Мережковский остановился перед тою же проблемою, перед непостижимым для его сознания противоречием между разумом и верою. Он увидел новое трагическое явление человеку этой давней проблемы: в невозможности полноты рационального, научного познания мироздания и одновременной невозможности, как ему показалось, старой веры:
«Новейшая теория познания воздвигла несокрушимую плотину, которая навеки отделила твёрдую землю, доступную людям, от безграничного и тёмного океана, лежащего за пределами нашего познания. И волны этого океана уже более не могут вторгаться в обитаемую землю, в область точной науки. Фундамент, первые гранитные глыбы циклопической постройки, — великой теории познания XIX века, — заложил Кант.

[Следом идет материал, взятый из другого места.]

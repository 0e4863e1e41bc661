//! Character sheet commands
//!
//! Sheets are exchanged as JSON in the shape of `CharacterSheet`. Missing
//! fields take their defaults, so a file holding only `{"character":
//! {"name": "Vex"}}` is a valid import.

use super::{open_store, CmdResult};
use clap::Args;
use sheetkeep_core::model::Ability;
use sheetkeep_core::rules::{ability_modifier, saving_throw_modifier, skill_modifier};
use sheetkeep_core::CharacterSheet;
use sheetkeep_core_types::RequestContext;
use sheetkeep_store::CharacterRepo;
use std::path::{Path, PathBuf};

#[derive(Debug, Args)]
pub struct NewArgs {
    /// Character name
    pub name: String,
}

#[derive(Debug, Args)]
pub struct FileArgs {
    /// Path to a JSON character sheet
    pub path: PathBuf,
}

#[derive(Debug, Args)]
pub struct IdArgs {
    /// Character ID
    pub id: String,
}

fn repo(db_path: &Path) -> Result<CharacterRepo, Box<dyn std::error::Error>> {
    Ok(CharacterRepo::new(open_store(db_path)?))
}

fn read_sheet(path: &Path) -> Result<CharacterSheet, Box<dyn std::error::Error>> {
    let text = std::fs::read_to_string(path)
        .map_err(|e| format!("cannot read {}: {}", path.display(), e))?;
    let sheet = serde_json::from_str(&text)
        .map_err(|e| format!("invalid sheet in {}: {}", path.display(), e))?;
    Ok(sheet)
}

pub fn execute_new(db_path: &Path, args: NewArgs) -> CmdResult {
    if args.name.trim().is_empty() {
        return Err("character name must not be empty".into());
    }
    let id = repo(db_path)?.create_empty(&RequestContext::new(), &args.name)?;
    println!("{}", id);
    Ok(())
}

pub fn execute_import(db_path: &Path, args: FileArgs) -> CmdResult {
    let sheet = read_sheet(&args.path)?;
    let id = repo(db_path)?.create(&RequestContext::new(), &sheet)?;
    println!("{}", id);
    Ok(())
}

pub fn execute_apply(db_path: &Path, args: FileArgs) -> CmdResult {
    let sheet = read_sheet(&args.path)?;
    repo(db_path)?.update(&RequestContext::new(), &sheet)?;
    println!("Updated {}", sheet.id());
    Ok(())
}

pub fn execute_list(db_path: &Path) -> CmdResult {
    for summary in repo(db_path)?.list_summary(&RequestContext::new())? {
        println!("{}\t{}", summary.id, summary.name);
    }
    Ok(())
}

pub fn execute_show(db_path: &Path, args: IdArgs) -> CmdResult {
    let sheet = repo(db_path)?.get_by_id(&RequestContext::new(), &args.id)?;
    println!("{}", serde_json::to_string_pretty(&sheet)?);
    Ok(())
}

pub fn execute_delete(db_path: &Path, args: IdArgs) -> CmdResult {
    let repo = repo(db_path)?;
    let ctx = RequestContext::new();
    if !repo.exists(&ctx, &args.id)? {
        return Err(format!("no character with ID {}", args.id).into());
    }
    repo.delete(&ctx, &args.id)?;
    println!("Deleted {}", args.id);
    Ok(())
}

/// Print one line per ability, saving throw and skill
///
/// A sheet without stored scores or saves uses the defaults (all 10, no
/// proficiency).
pub fn execute_modifiers(db_path: &Path, args: IdArgs) -> CmdResult {
    let sheet = repo(db_path)?.get_by_id(&RequestContext::new(), &args.id)?;
    let scores = sheet.abilities.clone().unwrap_or_default();
    let saves = sheet.saving_throws.clone().unwrap_or_default();
    let bonus = sheet.character.proficiency_bonus;

    for ability in Ability::ALL {
        let score = scores.score(ability);
        println!(
            "{}\t{}\t{:+}\tsave {:+}",
            ability.code(),
            score,
            ability_modifier(score),
            saving_throw_modifier(&scores, &saves, ability, bonus)
        );
    }
    for skill in &sheet.skills {
        println!(
            "{}\t{}\t{:+}",
            skill.name,
            skill.ability.code(),
            skill_modifier(&scores, skill, bonus)
        );
    }

    Ok(())
}
//! Structured logging facility for SheetKeep
//!
//! This module provides a canonical logging facility with:
//! - Single initialization point via `init(profile)`
//! - Structured logging macros (`log_op_start!`, `log_op_end!`, `log_op_error!`)
//! - Test capture mode for deterministic assertions
//!
//! # Usage
//!
//! ```rust
//! use sheetkeep_core::logging_facility::{init, Profile};
//!
//! // Initialize once at application startup
//! init(Profile::Development);
//! ```
//!
//! # Logging Macros
//!
//! - `log_op_start!(op, fields...)`
//! - `log_op_end!(op, duration_ms = ..., fields...)`
//! - `log_op_error!(op, err, duration_ms = ..., fields...)`
//!
//! Repository operations own the start/end boundary; lower layers use only
//! `tracing::debug!()`.

pub mod init;
pub mod macros;
pub mod test_capture;

pub use init::{init, Profile};
pub use test_capture::{init_test_capture, CapturedEvent, TestCapture};
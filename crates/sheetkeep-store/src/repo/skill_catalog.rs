//! Read-only access to the skill catalog

use crate::db::{ensure_active, Database};
use crate::errors::Result;
use crate::repo::rows;
use rusqlite::Connection;
use sheetkeep_core::model::SkillDefinition;
use sheetkeep_core::{log_op_end, log_op_error, log_op_start};
use sheetkeep_core_types::RequestContext;
use std::sync::Arc;
use std::time::Instant;

#[derive(Debug, Clone)]
pub struct SkillCatalog {
    db: Arc<Database>,
}

impl SkillCatalog {
    pub fn new(db: Arc<Database>) -> Self {
        Self { db }
    }

    /// Catalog read on a borrowed connection, also used to seed new characters
    pub(crate) fn definitions_on(conn: &Connection) -> Result<Vec<SkillDefinition>> {
        rows::load_definitions(conn)
    }

    /// All skill definitions, ordered by catalog key
    ///
    /// ## Errors
    ///
    /// - `Cancelled`: `ctx` was already cancelled
    /// - `Serialization`: a stored ability code is unknown
    /// - `Transaction`: the query failed
    pub fn list_definitions(&self, ctx: &RequestContext) -> Result<Vec<SkillDefinition>> {
        log_op_start!("list_definitions", request_id = ctx.request_id.as_str());
        let start = Instant::now();

        let result = self
            .db
            .with_conn(|conn| {
                ensure_active(ctx, "list_definitions")?;
                Self::definitions_on(conn)
            })
            .map_err(|e| {
                let e = e.with_request_id(ctx.request_id.clone());
                log_op_error!(
                    "list_definitions",
                    e.clone(),
                    duration_ms = start.elapsed().as_millis() as u64,
                    request_id = ctx.request_id.as_str()
                );
                e
            })?;

        log_op_end!(
            "list_definitions",
            duration_ms = start.elapsed().as_millis() as u64,
            request_id = ctx.request_id.as_str(),
            count = result.len()
        );

        Ok(result)
    }
}
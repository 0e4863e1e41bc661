//! SheetKeep Core - character sheet domain model and shared facilities
//!
//! This crate provides the pieces every other SheetKeep crate builds on:
//! - The character sheet aggregate (root record, 1:1 extensions, owned collections)
//! - Closed enumerations for proficiency, abilities and equip state
//! - Pure rules such as modifier derivation
//! - The canonical error facility (`ExError`)
//! - The structured logging facility

pub mod errors;
pub mod logging_facility;
pub mod model;
pub mod rules;

// Re-export commonly used types
pub use errors::{ExError, ExErrorKind, ModelError, Result};
pub use model::{CharacterSheet, CharacterSummary};

// Paths used by the exported logging macros
#[doc(hidden)]
pub mod __private {
    pub use sheetkeep_core_types::schema;
    pub use tracing;
}
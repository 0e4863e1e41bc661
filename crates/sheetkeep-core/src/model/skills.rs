//! Skill catalog entries and per-character skill rows

use chrono::{DateTime, Utc};
use serde::{Deserialize, Serialize};

use super::enums::{Ability, ProficiencyLevel};

/// Fixed reference row from the skill catalog
#[derive(Debug, Clone, PartialEq, Eq, Serialize, Deserialize)]
pub struct SkillDefinition {
    /// Stable catalog key
    pub id: i64,
    pub name: String,
    /// Governing ability
    pub ability: Ability,
}

/// Stored link between a character and a catalog skill
#[derive(Debug, Clone, PartialEq, Eq, Serialize, Deserialize)]
pub struct SkillAssignment {
    pub id: Option<String>,
    pub character_id: String,
    pub skill_id: i64,
    pub proficiency: ProficiencyLevel,
    pub custom_modifier: i64,
    pub created_at: Option<DateTime<Utc>>,
    pub updated_at: Option<DateTime<Utc>>,
}

impl SkillAssignment {
    /// Untrained assignment for a catalog entry, as seeded for new characters
    pub fn seed(character_id: impl Into<String>, definition: &SkillDefinition) -> Self {
        Self {
            id: None,
            character_id: character_id.into(),
            skill_id: definition.id,
            proficiency: ProficiencyLevel::None,
            custom_modifier: 0,
            created_at: None,
            updated_at: None,
        }
    }
}

/// An assignment joined with its catalog definition
///
/// This is the shape callers read and edit. `name` and `ability` are
/// denormalized from the catalog and are never written back.
#[derive(Debug, Clone, PartialEq, Eq, Serialize, Deserialize)]
pub struct SkillDetail {
    pub id: Option<String>,
    pub character_id: String,
    pub skill_id: i64,
    pub name: String,
    pub ability: Ability,
    pub proficiency: ProficiencyLevel,
    #[serde(default)]
    pub custom_modifier: i64,
    pub created_at: Option<DateTime<Utc>>,
    pub updated_at: Option<DateTime<Utc>>,
}

impl SkillDetail {
    /// Project down to the stored assignment shape, dropping the catalog fields
    pub fn to_assignment(&self) -> SkillAssignment {
        SkillAssignment {
            id: self.id.clone(),
            character_id: self.character_id.clone(),
            skill_id: self.skill_id,
            proficiency: self.proficiency,
            custom_modifier: self.custom_modifier,
            created_at: self.created_at,
            updated_at: self.updated_at,
        }
    }
}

С тех пор работа над ней идёт непрерывно, плотина воздвигается всё выше и выше.
Никогда ещё пограничная черта науки и веры не была такой резкой и неодолимой, никогда ещё глаза людей не испытывали такого невыносимого контраста тени и света. Между тем, как по сю сторону явлений твёрдая почва науки залита ярким светом, область, лежащая по ту сторону плотины, по выражению Карлейля, — «глубина священного незнания», ночь, из которой все мы вышли и в которую должны неминуемо вернуться, более непроницаема, чем когда-либо. В прежние времена метафизика набрасывала на неё свой блестящий и туманный покров. Первобытная легенда хотя немного освещала эту бездну своим тусклым, но утешительным светом.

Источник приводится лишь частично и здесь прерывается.